**AVAILABLE DATA:**

use crate::analyze::{AnalysisRequest, Narration, VideoAnalyzer};
use crate::config::DEFAULT_GEMINI_MODEL;
use crate::error::{ApiErrorKind, Result, VoiceoverError};
use async_trait::async_trait;
use base64::Engine;
use regex::Regex;
use serde::{Deserialize, Serialize};
use std::sync::OnceLock;
use tracing::{debug, info, warn};

/// Gemini REST API root.
const DEFAULT_BASE_URL: &str = "https://generativelanguage.googleapis.com/v1beta";

/// Inline payloads above this size are likely to be rejected by the API (20 MB).
const INLINE_SIZE_LIMIT: usize = 20 * 1024 * 1024;

const SERVICE: &str = "Gemini";

/// Google Gemini video-understanding client.
pub struct GeminiAnalyzer {
    client: reqwest::Client,
    api_key: String,
    model: String,
    base_url: String,
}

impl GeminiAnalyzer {
    /// Create a new analyzer with the given API key.
    pub fn new(api_key: String) -> Self {
        Self {
            client: reqwest::Client::new(),
            api_key,
            model: DEFAULT_GEMINI_MODEL.to_string(),
            base_url: DEFAULT_BASE_URL.to_string(),
        }
    }

    /// Set a different model (e.g., "gemini-1.5-pro").
    pub fn with_model(mut self, model: impl Into<String>) -> Self {
        self.model = model.into();
        self
    }

    /// Point the client at a different API root (used by tests).
    pub fn with_base_url(mut self, base_url: impl Into<String>) -> Self {
        self.base_url = base_url.into().trim_end_matches('/').to_string();
        self
    }

    fn endpoint(&self) -> String {
        format!(
            "{}/models/{}:generateContent?key={}",
            self.base_url, self.model, self.api_key
        )
    }

    /// Build the narration prompt.
    fn build_prompt(request: &AnalysisRequest<'_>) -> String {
        let language = request.language_name;
        let mut prompt = String::new();

        prompt.push_str("You are an expert video narrator. ");
        prompt.push_str(&format!(
            "The user wants the narration to explain: \"{}\"\n",
            request.goal.trim()
        ));

        if let Some(secs) = request.target_duration.filter(|d| d.is_finite() && *d > 0.0) {
            let whole = secs as u64;
            prompt.push_str(&format!(
                "\nThe video is {:.2} seconds ({}:{:02}) long. Write a narration that takes about {:.0} seconds to speak naturally in {}. Don't rush or drag.\n",
                secs,
                whole / 60,
                whole % 60,
                secs,
                language
            ));
        }

        prompt.push_str(&format!(
            "\nWrite every word in {language} (proper nouns and common technical terms excepted).\n"
        ));
        prompt.push_str("Use an engaging second-person tone that focuses on what the viewer gains.\n");
        prompt.push_str("Spread the sentences evenly across the video.\n\n");
        prompt.push_str("Respond with ONLY a JSON object of this shape:\n");
        prompt.push_str(
            r#"{"transcript": "full narration without timestamps, ready for text-to-speech", "timestamps": [{"time": "00:00", "text": "first sentence"}, {"time": "00:05", "text": "second sentence"}]}"#,
        );
        prompt.push('\n');

        prompt
    }

    /// Pull the narration JSON out of the model's text reply.
    fn parse_narration(text: &str) -> Result<Narration> {
        static FENCE: OnceLock<Regex> = OnceLock::new();
        let fence = FENCE.get_or_init(|| {
            Regex::new(r"(?s)^```(?:json)?\s*\n?(.*?)\n?```\s*$").expect("Invalid regex")
        });

        let trimmed = text.trim();
        let body = fence
            .captures(trimmed)
            .and_then(|c| c.get(1))
            .map(|m| m.as_str())
            .unwrap_or(trimmed);

        let narration: Narration = serde_json::from_str(body).map_err(|e| {
            VoiceoverError::MalformedResponse(format!(
                "Gemini reply is not the requested JSON ({e}): {}",
                preview(body, 200)
            ))
        })?;

        if narration.transcript.trim().is_empty() {
            return Err(VoiceoverError::MalformedResponse(
                "Gemini returned an empty transcript".to_string(),
            ));
        }

        Ok(Narration {
            transcript: narration.transcript.trim().to_string(),
            timestamps: narration.timestamps,
        })
    }

    fn error_message(body: &str) -> String {
        serde_json::from_str::<ErrorResponse>(body)
            .ok()
            .and_then(|e| e.error.message)
            .unwrap_or_else(|| body.trim().to_string())
    }
}

/// First `max_chars` characters of `text`, for logs and error messages.
fn preview(text: &str, max_chars: usize) -> String {
    text.chars().take(max_chars).collect()
}

#[async_trait]
impl VideoAnalyzer for GeminiAnalyzer {
    async fn analyze(&self, request: &AnalysisRequest<'_>) -> Result<Narration> {
        if request.video.is_empty() {
            return Err(VoiceoverError::MissingInput("video".to_string()));
        }
        if request.goal.trim().is_empty() {
            return Err(VoiceoverError::MissingInput("prompt".to_string()));
        }
        if request.video.len() > INLINE_SIZE_LIMIT {
            warn!(
                "Video is {:.1} MB; Gemini may reject inline payloads this large",
                request.video.len() as f64 / 1024.0 / 1024.0
            );
        }

        info!(
            "Analyzing {:.2} MB of {} with {} ({})",
            request.video.len() as f64 / 1024.0 / 1024.0,
            request.mime_type,
            self.model,
            request.language_name
        );

        let body = GenerateContentRequest {
            contents: vec![Content {
                parts: vec![
                    Part::Text {
                        text: Self::build_prompt(request),
                    },
                    Part::InlineData {
                        inline_data: InlineData {
                            mime_type: request.mime_type.to_string(),
                            data: base64::engine::general_purpose::STANDARD.encode(request.video),
                        },
                    },
                ],
            }],
            generation_config: Some(GenerationConfig {
                temperature: Some(0.7),
                response_mime_type: Some("application/json".to_string()),
            }),
        };

        let response = self
            .client
            .post(self.endpoint())
            .header("Content-Type", "application/json")
            .json(&body)
            .send()
            .await?;

        let status = response.status();
        debug!("Gemini API response status: {}", status);

        if !status.is_success() {
            let error_body = response.text().await.unwrap_or_default();
            let kind = ApiErrorKind::from_status(status.as_u16());
            return Err(VoiceoverError::Api {
                service: SERVICE,
                status: status.as_u16(),
                kind,
                message: Self::error_message(&error_body),
            });
        }

        let raw = response.text().await?;
        debug!("Gemini API response: {}", preview(&raw, 500));
        let parsed: GenerateContentResponse = serde_json::from_str(&raw)?;

        let text: String = parsed
            .candidates
            .first()
            .map(|c| {
                c.content
                    .parts
                    .iter()
                    .filter_map(|p| p.text.as_deref())
                    .collect::<String>()
            })
            .unwrap_or_default();

        if text.trim().is_empty() {
            return Err(VoiceoverError::MalformedResponse(
                "No response generated from Gemini".to_string(),
            ));
        }

        let narration = Self::parse_narration(&text)?;
        info!(
            "Narration ready: {} characters, {} timed lines",
            narration.transcript.len(),
            narration.timestamps.len()
        );
        Ok(narration)
    }

    fn name(&self) -> &'static str {
        "Google Gemini"
    }
}

// Request/Response types

#[derive(Serialize)]
struct GenerateContentRequest {
    contents: Vec<Content>,
    #[serde(skip_serializing_if = "Option::is_none")]
    generation_config: Option<GenerationConfig>,
}

#[derive(Serialize)]
struct Content {
    parts: Vec<Part>,
}

#[derive(Serialize)]
#[serde(untagged)]
enum Part {
    Text { text: String },
    InlineData { inline_data: InlineData },
}

#[derive(Serialize)]
struct InlineData {
    mime_type: String,
    data: String,
}

#[derive(Serialize)]
struct GenerationConfig {
    #[serde(skip_serializing_if = "Option::is_none")]
    temperature: Option<f32>,
    #[serde(skip_serializing_if = "Option::is_none")]
    response_mime_type: Option<String>,
}

#[derive(Deserialize)]
struct GenerateContentResponse {
    #[serde(default)]
    candidates: Vec<Candidate>,
}

#[derive(Deserialize)]
struct Candidate {
    content: CandidateContent,
}

#[derive(Deserialize)]
struct CandidateContent {
    #[serde(default)]
    parts: Vec<ResponsePart>,
}

#[derive(Deserialize)]
struct ResponsePart {
    text: Option<String>,
}

#[derive(Deserialize)]
struct ErrorResponse {
    error: ErrorDetail,
}

#[derive(Deserialize)]
struct ErrorDetail {
    message: Option<String>,
}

**WHAT IS EXPECTED:** Scan the records for the word "secs" and copy every line where it is found.

**EXERCISE ANSWER:**
        if let Some(secs) = request.target_duration.filter(|d| d.is_finite() && *d > 0.0) {
            let whole = secs as u64;
                secs,
                secs,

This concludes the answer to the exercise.